**Task directions:** Print the records exactly as given.

───── Provided information

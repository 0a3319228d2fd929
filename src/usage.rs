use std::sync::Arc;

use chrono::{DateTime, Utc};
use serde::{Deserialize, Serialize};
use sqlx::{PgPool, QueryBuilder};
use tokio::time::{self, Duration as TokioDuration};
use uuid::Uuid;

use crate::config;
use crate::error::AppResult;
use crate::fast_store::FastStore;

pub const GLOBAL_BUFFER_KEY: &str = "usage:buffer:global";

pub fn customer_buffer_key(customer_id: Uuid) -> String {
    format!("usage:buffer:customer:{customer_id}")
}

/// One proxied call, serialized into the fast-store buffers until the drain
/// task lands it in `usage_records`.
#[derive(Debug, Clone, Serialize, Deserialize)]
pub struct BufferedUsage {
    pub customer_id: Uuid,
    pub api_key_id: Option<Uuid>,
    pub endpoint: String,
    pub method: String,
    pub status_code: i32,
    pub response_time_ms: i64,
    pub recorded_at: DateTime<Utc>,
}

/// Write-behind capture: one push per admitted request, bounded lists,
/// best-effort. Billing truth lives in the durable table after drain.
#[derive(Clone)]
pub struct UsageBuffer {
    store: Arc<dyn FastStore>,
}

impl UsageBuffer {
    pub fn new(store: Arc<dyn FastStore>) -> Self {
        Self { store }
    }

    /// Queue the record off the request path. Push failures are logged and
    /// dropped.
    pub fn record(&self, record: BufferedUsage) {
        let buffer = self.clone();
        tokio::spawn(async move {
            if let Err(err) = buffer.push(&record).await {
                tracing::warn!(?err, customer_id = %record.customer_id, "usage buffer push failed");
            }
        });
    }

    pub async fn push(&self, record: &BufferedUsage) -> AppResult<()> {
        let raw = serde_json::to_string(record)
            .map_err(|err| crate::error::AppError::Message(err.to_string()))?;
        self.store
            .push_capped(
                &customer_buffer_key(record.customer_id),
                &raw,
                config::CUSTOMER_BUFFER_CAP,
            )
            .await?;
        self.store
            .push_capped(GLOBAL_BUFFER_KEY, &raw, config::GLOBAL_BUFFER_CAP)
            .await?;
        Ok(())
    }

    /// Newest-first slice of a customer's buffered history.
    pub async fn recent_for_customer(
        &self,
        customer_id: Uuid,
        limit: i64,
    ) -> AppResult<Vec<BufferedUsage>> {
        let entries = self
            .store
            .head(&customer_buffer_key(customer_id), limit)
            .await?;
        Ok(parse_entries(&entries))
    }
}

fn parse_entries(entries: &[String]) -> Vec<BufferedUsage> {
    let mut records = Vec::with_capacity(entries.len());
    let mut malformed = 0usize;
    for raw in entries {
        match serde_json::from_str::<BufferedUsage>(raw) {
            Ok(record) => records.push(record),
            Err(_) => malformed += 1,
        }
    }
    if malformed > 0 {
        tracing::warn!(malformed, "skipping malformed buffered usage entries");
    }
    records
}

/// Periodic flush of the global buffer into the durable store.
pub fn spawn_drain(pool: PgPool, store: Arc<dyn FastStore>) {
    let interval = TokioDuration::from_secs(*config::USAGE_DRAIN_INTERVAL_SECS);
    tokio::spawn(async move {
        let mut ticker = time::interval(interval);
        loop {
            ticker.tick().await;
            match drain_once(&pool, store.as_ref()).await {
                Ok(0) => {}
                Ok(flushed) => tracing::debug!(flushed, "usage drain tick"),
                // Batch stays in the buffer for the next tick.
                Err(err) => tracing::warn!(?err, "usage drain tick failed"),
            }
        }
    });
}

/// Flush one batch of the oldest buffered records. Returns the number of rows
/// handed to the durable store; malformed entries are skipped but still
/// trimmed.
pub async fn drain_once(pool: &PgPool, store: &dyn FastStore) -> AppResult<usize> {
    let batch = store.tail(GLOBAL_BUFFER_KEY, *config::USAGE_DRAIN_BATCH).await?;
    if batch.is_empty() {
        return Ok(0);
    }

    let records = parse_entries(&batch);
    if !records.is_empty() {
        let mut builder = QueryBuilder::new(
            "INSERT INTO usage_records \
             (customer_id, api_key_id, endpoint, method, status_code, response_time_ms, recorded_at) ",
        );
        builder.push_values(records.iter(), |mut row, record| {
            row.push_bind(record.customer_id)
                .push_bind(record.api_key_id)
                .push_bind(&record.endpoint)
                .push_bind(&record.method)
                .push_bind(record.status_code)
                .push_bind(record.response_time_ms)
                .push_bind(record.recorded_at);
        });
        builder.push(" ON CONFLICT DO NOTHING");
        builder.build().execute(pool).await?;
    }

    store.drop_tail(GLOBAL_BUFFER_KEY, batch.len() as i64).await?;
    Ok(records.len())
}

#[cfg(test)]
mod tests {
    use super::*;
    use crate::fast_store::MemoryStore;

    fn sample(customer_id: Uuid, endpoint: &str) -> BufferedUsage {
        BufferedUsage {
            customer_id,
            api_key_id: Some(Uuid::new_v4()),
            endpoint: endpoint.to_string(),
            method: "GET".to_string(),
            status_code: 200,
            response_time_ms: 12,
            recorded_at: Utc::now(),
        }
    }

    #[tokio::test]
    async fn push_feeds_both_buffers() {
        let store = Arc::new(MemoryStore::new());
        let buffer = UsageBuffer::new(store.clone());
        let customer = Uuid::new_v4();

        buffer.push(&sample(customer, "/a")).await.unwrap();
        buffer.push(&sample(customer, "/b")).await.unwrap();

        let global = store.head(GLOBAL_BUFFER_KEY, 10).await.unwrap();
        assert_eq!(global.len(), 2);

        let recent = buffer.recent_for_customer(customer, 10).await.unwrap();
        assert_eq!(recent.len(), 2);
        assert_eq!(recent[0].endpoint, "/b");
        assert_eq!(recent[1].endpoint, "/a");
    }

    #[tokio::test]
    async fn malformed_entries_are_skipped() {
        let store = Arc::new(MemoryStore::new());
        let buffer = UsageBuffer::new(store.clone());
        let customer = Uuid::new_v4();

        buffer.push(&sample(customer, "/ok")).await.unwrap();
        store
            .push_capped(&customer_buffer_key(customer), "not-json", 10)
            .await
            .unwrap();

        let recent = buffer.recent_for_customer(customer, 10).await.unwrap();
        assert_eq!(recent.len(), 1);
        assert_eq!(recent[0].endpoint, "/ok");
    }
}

──────────

**Solution to the problem:**
repository 0a3319228d2fd929
filename src/usage.rs
use std::sync::Arc;

use chrono::{DateTime, Utc};
use serde::{Deserialize, Serialize};
use sqlx::{PgPool, QueryBuilder};
use tokio::time::{self, Duration as TokioDuration};
use uuid::Uuid;

use crate::config;
use crate::error::AppResult;
use crate::fast_store::FastStore;

pub const GLOBAL_BUFFER_KEY: &str = "usage:buffer:global";

pub fn customer_buffer_key(customer_id: Uuid) -> String {
    format!("usage:buffer:customer:{customer_id}")
}

/// One proxied call, serialized into the fast-store buffers until the drain
/// task lands it in `usage_records`.
#[derive(Debug, Clone, Serialize, Deserialize)]
pub struct BufferedUsage {
    pub customer_id: Uuid,
    pub api_key_id: Option<Uuid>,
    pub endpoint: String,
    pub method: String,
    pub status_code: i32,
    pub response_time_ms: i64,
    pub recorded_at: DateTime<Utc>,
}

/// Write-behind capture: one push per admitted request, bounded lists,
/// best-effort. Billing truth lives in the durable table after drain.
#[derive(Clone)]
pub struct UsageBuffer {
    store: Arc<dyn FastStore>,
}

impl UsageBuffer {
    pub fn new(store: Arc<dyn FastStore>) -> Self {
        Self { store }
    }

    /// Queue the record off the request path. Push failures are logged and
    /// dropped.
    pub fn record(&self, record: BufferedUsage) {
        let buffer = self.clone();
        tokio::spawn(async move {
            if let Err(err) = buffer.push(&record).await {
                tracing::warn!(?err, customer_id = %record.customer_id, "usage buffer push failed");
            }
        });
    }

    pub async fn push(&self, record: &BufferedUsage) -> AppResult<()> {
        let raw = serde_json::to_string(record)
            .map_err(|err| crate::error::AppError::Message(err.to_string()))?;
        self.store
            .push_capped(
                &customer_buffer_key(record.customer_id),
                &raw,
                config::CUSTOMER_BUFFER_CAP,
            )
            .await?;
        self.store
            .push_capped(GLOBAL_BUFFER_KEY, &raw, config::GLOBAL_BUFFER_CAP)
            .await?;
        Ok(())
    }

    /// Newest-first slice of a customer's buffered history.
    pub async fn recent_for_customer(
        &self,
        customer_id: Uuid,
        limit: i64,
    ) -> AppResult<Vec<BufferedUsage>> {
        let entries = self
            .store
            .head(&customer_buffer_key(customer_id), limit)
            .await?;
        Ok(parse_entries(&entries))
    }
}

fn parse_entries(entries: &[String]) -> Vec<BufferedUsage> {
    let mut records = Vec::with_capacity(entries.len());
    let mut malformed = 0usize;
    for raw in entries {
        match serde_json::from_str::<BufferedUsage>(raw) {
            Ok(record) => records.push(record),
            Err(_) => malformed += 1,
        }
    }
    if malformed > 0 {
        tracing::warn!(malformed, "skipping malformed buffered usage entries");
    }
    records
}

/// Periodic flush of the global buffer into the durable store.
pub fn spawn_drain(pool: PgPool, store: Arc<dyn FastStore>) {
    let interval = TokioDuration::from_secs(*config::USAGE_DRAIN_INTERVAL_SECS);
    tokio::spawn(async move {
        let mut ticker = time::interval(interval);
        loop {
            ticker.tick().await;
            match drain_once(&pool, store.as_ref()).await {
                Ok(0) => {}
                Ok(flushed) => tracing::debug!(flushed, "usage drain tick"),
                // Batch stays in the buffer for the next tick.
                Err(err) => tracing::warn!(?err, "usage drain tick failed"),
            }
        }
    });
}

/// Flush one batch of the oldest buffered records. Returns the number of rows
/// handed to the durable store; malformed entries are skipped but still
/// trimmed.
pub async fn drain_once(pool: &PgPool, store: &dyn FastStore) -> AppResult<usize> {
    let batch = store.tail(GLOBAL_BUFFER_KEY, *config::USAGE_DRAIN_BATCH).await?;
    if batch.is_empty() {
        return Ok(0);
    }

    let records = parse_entries(&batch);
    if !records.is_empty() {
        let mut builder = QueryBuilder::new(
            "INSERT INTO usage_records \
             (customer_id, api_key_id, endpoint, method, status_code, response_time_ms, recorded_at) ",
        );
        builder.push_values(records.iter(), |mut row, record| {
            row.push_bind(record.customer_id)
                .push_bind(record.api_key_id)
                .push_bind(&record.endpoint)
                .push_bind(&record.method)
                .push_bind(record.status_code)
                .push_bind(record.response_time_ms)
                .push_bind(record.recorded_at);
        });
        builder.push(" ON CONFLICT DO NOTHING");
        builder.build().execute(pool).await?;
    }

    store.drop_tail(GLOBAL_BUFFER_KEY, batch.len() as i64).await?;
    Ok(records.len())
}

#[cfg(test)]
mod tests {
    use super::*;
    use crate::fast_store::MemoryStore;

    fn sample(customer_id: Uuid, endpoint: &str) -> BufferedUsage {
        BufferedUsage {
            customer_id,
            api_key_id: Some(Uuid::new_v4()),
            endpoint: endpoint.to_string(),
            method: "GET".to_string(),
            status_code: 200,
            response_time_ms: 12,
            recorded_at: Utc::now(),
        }
    }

    #[tokio::test]
    async fn push_feeds_both_buffers() {
        let store = Arc::new(MemoryStore::new());
        let buffer = UsageBuffer::new(store.clone());
        let customer = Uuid::new_v4();

        buffer.push(&sample(customer, "/a")).await.unwrap();
        buffer.push(&sample(customer, "/b")).await.unwrap();

        let global = store.head(GLOBAL_BUFFER_KEY, 10).await.unwrap();
        assert_eq!(global.len(), 2);

        let recent = buffer.recent_for_customer(customer, 10).await.unwrap();
        assert_eq!(recent.len(), 2);
        assert_eq!(recent[0].endpoint, "/b");
        assert_eq!(recent[1].endpoint, "/a");
    }

    #[tokio::test]
    async fn malformed_entries_are_skipped() {
        let store = Arc::new(MemoryStore::new());
        let buffer = UsageBuffer::new(store.clone());
        let customer = Uuid::new_v4();

        buffer.push(&sample(customer, "/ok")).await.unwrap();
        store
            .push_capped(&customer_buffer_key(customer), "not-json", 10)
            .await
            .unwrap();

        let recent = buffer.recent_for_customer(customer, 10).await.unwrap();
        assert_eq!(recent.len(), 1);
        assert_eq!(recent[0].endpoint, "/ok");
    }
}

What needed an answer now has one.